- Work order
Provide the count of lines below where "BadRequest" occurs, with no other output.

- Collection entries
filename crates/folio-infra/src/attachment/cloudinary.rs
//! Cloudinary attachment store.
//!
//! Uses the signed upload API: every request carries `api_key`, `timestamp`
//! and a SHA-1 `signature` over the alphabetically sorted parameters followed
//! by the API secret.

use async_trait::async_trait;
use reqwest::multipart::{Form, Part};
use serde::Deserialize;
use sha1::{Digest, Sha1};

use folio_core::ports::{Attachment, AttachmentError, AttachmentStore, StoredAttachment};

/// Cloudinary account configuration.
#[derive(Debug, Clone)]
pub struct CloudinaryConfig {
    pub cloud_name: String,
    pub api_key: String,
    pub api_secret: String,
    /// Remote folder uploads land in; also the first half of every key.
    pub folder: String,
    pub api_base: String,
}

impl CloudinaryConfig {
    /// Load from `CLOUDINARY_*` variables. `None` unless all credentials are set.
    pub fn from_env() -> Option<Self> {
        let cloud_name = std::env::var("CLOUDINARY_CLOUD_NAME").ok()?;
        let api_key = std::env::var("CLOUDINARY_API_KEY").ok()?;
        let api_secret = std::env::var("CLOUDINARY_API_SECRET").ok()?;

        Some(Self {
            cloud_name,
            api_key,
            api_secret,
            folder: std::env::var("ATTACHMENT_FOLDER").unwrap_or_else(|_| "posts".to_string()),
            api_base: std::env::var("CLOUDINARY_API_BASE")
                .unwrap_or_else(|_| "https://api.cloudinary.com/v1_1".to_string()),
        })
    }
}

#[derive(Debug, Deserialize)]
struct UploadResponse {
    secure_url: String,
}

#[derive(Debug, Deserialize)]
struct DestroyResponse {
    result: String,
}

#[derive(Debug, Deserialize)]
struct ErrorBody {
    error: ErrorMessage,
}

#[derive(Debug, Deserialize)]
struct ErrorMessage {
    message: String,
}

/// Attachment store backed by Cloudinary's image API.
pub struct CloudinaryAttachmentStore {
    client: reqwest::Client,
    config: CloudinaryConfig,
}

impl CloudinaryAttachmentStore {
    pub fn new(config: CloudinaryConfig) -> Self {
        Self {
            client: reqwest::Client::new(),
            config,
        }
    }

    fn endpoint(&self, action: &str) -> String {
        format!(
            "{}/{}/image/{}",
            self.config.api_base.trim_end_matches('/'),
            self.config.cloud_name,
            action
        )
    }

    /// Signature over `params`, which must already be sorted by name.
    fn sign(&self, params: &[(&str, &str)]) -> String {
        let to_sign = params
            .iter()
            .map(|(k, v)| format!("{k}={v}"))
            .collect::<Vec<_>>()
            .join("&");

        let mut hasher = Sha1::new();
        hasher.update(to_sign.as_bytes());
        hasher.update(self.config.api_secret.as_bytes());
        hex::encode(hasher.finalize())
    }

    async fn error_message(response: reqwest::Response) -> String {
        let status = response.status();
        match response.json::<ErrorBody>().await {
            Ok(body) => format!("{status}: {}", body.error.message),
            Err(_) => status.to_string(),
        }
    }
}

#[async_trait]
impl AttachmentStore for CloudinaryAttachmentStore {
    async fn upload(&self, attachment: &Attachment) -> Result<StoredAttachment, AttachmentError> {
        let timestamp = chrono::Utc::now().timestamp().to_string();
        let signature = self.sign(&[
            ("folder", self.config.folder.as_str()),
            ("timestamp", timestamp.as_str()),
        ]);

        let file = Part::bytes(attachment.bytes.clone())
            .file_name(attachment.file_name.clone())
            .mime_str(&attachment.content_type)
            .map_err(|e| AttachmentError::Upload(e.to_string()))?;

        let form = Form::new()
            .part("file", file)
            .text("api_key", self.config.api_key.clone())
            .text("timestamp", timestamp)
            .text("folder", self.config.folder.clone())
            .text("signature", signature);

        let response = self
            .client
            .post(self.endpoint("upload"))
            .multipart(form)
            .send()
            .await
            .map_err(|e| AttachmentError::Upload(e.to_string()))?;

        if !response.status().is_success() {
            return Err(AttachmentError::Upload(Self::error_message(response).await));
        }

        let body: UploadResponse = response
            .json()
            .await
            .map_err(|e| AttachmentError::Upload(e.to_string()))?;

        tracing::debug!(url = %body.secure_url, "Uploaded to Cloudinary");
        Ok(StoredAttachment {
            url: body.secure_url,
        })
    }

    async fn delete(&self, key: &str) -> Result<(), AttachmentError> {
        let timestamp = chrono::Utc::now().timestamp().to_string();
        let signature = self.sign(&[("public_id", key), ("timestamp", timestamp.as_str())]);

        let params = [
            ("public_id", key),
            ("api_key", self.config.api_key.as_str()),
            ("timestamp", timestamp.as_str()),
            ("signature", signature.as_str()),
        ];

        let response = self
            .client
            .post(self.endpoint("destroy"))
            .form(&params)
            .send()
            .await
            .map_err(|e| AttachmentError::Delete(e.to_string()))?;

        if !response.status().is_success() {
            return Err(AttachmentError::Delete(Self::error_message(response).await));
        }

        let body: DestroyResponse = response
            .json()
            .await
            .map_err(|e| AttachmentError::Delete(e.to_string()))?;

        match body.result.as_str() {
            "ok" => Ok(()),
            "not found" => {
                tracing::debug!(key = %key, "Attachment already absent from Cloudinary");
                Ok(())
            }
            other => Err(AttachmentError::Delete(format!("unexpected result: {other}"))),
        }
    }
}

#[cfg(test)]
mod tests {
    use super::*;

    fn store() -> CloudinaryAttachmentStore {
        CloudinaryAttachmentStore::new(CloudinaryConfig {
            cloud_name: "demo".to_string(),
            api_key: "1234".to_string(),
            api_secret: "abcd".to_string(),
            folder: "posts".to_string(),
            api_base: "https://api.cloudinary.com/v1_1/".to_string(),
        })
    }

    #[test]
    fn test_endpoint() {
        assert_eq!(
            store().endpoint("destroy"),
            "https://api.cloudinary.com/v1_1/demo/image/destroy"
        );
    }

    #[test]
    fn test_signature_is_sha1_of_params_and_secret() {
        let signature = store().sign(&[("public_id", "posts/x"), ("timestamp", "1700000000")]);

        let mut hasher = Sha1::new();
        hasher.update(b"public_id=posts/x&timestamp=1700000000abcd");
        assert_eq!(signature, hex::encode(hasher.finalize()));
        assert_eq!(signature.len(), 40);
    }
}
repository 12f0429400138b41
//! Observability module - request IDs.

mod request_id;

pub use request_id::{RequestId, RequestIdMiddleware};
//! Error handling - every failure is rendered as the response envelope.

use std::fmt;

use actix_web::{HttpResponse, ResponseError, http::StatusCode};
use folio_core::error::DomainError;
use folio_shared::ApiResponse;

/// Application-level error type that converts to envelope responses.
#[derive(Debug)]
pub enum AppError {
    NotFound(String),
    BadRequest(String),
    Conflict(String),
    Internal(String),
}

impl fmt::Display for AppError {
    fn fmt(&self, f: &mut fmt::Formatter<'_>) -> fmt::Result {
        match self {
            AppError::NotFound(msg) => write!(f, "Not found: {}", msg),
            AppError::BadRequest(msg) => write!(f, "Bad request: {}", msg),
            AppError::Conflict(msg) => write!(f, "Conflict: {}", msg),
            AppError::Internal(msg) => write!(f, "Internal error: {}", msg),
        }
    }
}

impl ResponseError for AppError {
    fn status_code(&self) -> StatusCode {
        match self {
            AppError::NotFound(_) => StatusCode::NOT_FOUND,
            AppError::BadRequest(_) => StatusCode::BAD_REQUEST,
            AppError::Conflict(_) => StatusCode::CONFLICT,
            AppError::Internal(_) => StatusCode::INTERNAL_SERVER_ERROR,
        }
    }

    fn error_response(&self) -> HttpResponse {
        let body = match self {
            AppError::NotFound(msg) => ApiResponse::not_found(msg.clone()),
            AppError::BadRequest(msg) => ApiResponse::bad_request(msg.clone()),
            AppError::Conflict(msg) => ApiResponse::conflict(msg.clone()),
            AppError::Internal(detail) => {
                tracing::error!("Internal error: {}", detail);
                ApiResponse::internal_error()
            }
        };

        HttpResponse::build(self.status_code()).json(body)
    }
}

impl From<DomainError> for AppError {
    fn from(err: DomainError) -> Self {
        match err {
            DomainError::NotFound { entity_type, .. } => {
                AppError::NotFound(format!("{} not found", entity_type))
            }
            DomainError::Validation(msg) => AppError::BadRequest(msg),
            DomainError::Duplicate(msg) => AppError::Conflict(msg),
            DomainError::Upstream(msg) => AppError::Internal(format!("upstream: {}", msg)),
            DomainError::Internal(msg) => AppError::Internal(msg),
        }
    }
}

/// Result type alias for handlers.
pub type AppResult<T> = Result<T, AppError>;

#[cfg(test)]
mod tests {
    use super::*;
    use actix_web::body::to_bytes;
    use uuid::Uuid;

    #[actix_web::test]
    async fn test_internal_details_are_not_leaked() {
        let err = AppError::from(DomainError::Upstream("connection refused on 10.0.0.7".into()));
        assert_eq!(err.status_code(), StatusCode::INTERNAL_SERVER_ERROR);

        let body = to_bytes(err.error_response().into_body()).await.unwrap();
        let json: serde_json::Value = serde_json::from_slice(&body).unwrap();
        assert_eq!(json["status"], 500);
        assert_eq!(json["message"], "Internal server error");
        assert!(json.get("data").is_none());
    }

    #[test]
    fn test_domain_error_status_mapping() {
        let cases = [
            (DomainError::not_found("Post", Uuid::new_v4()), 404),
            (DomainError::Validation("bad".into()), 400),
            (DomainError::Duplicate("dup".into()), 409),
            (DomainError::Internal("boom".into()), 500),
        ];
        for (err, status) in cases {
            assert_eq!(AppError::from(err).status_code().as_u16(), status);
        }
    }
}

- Response area
5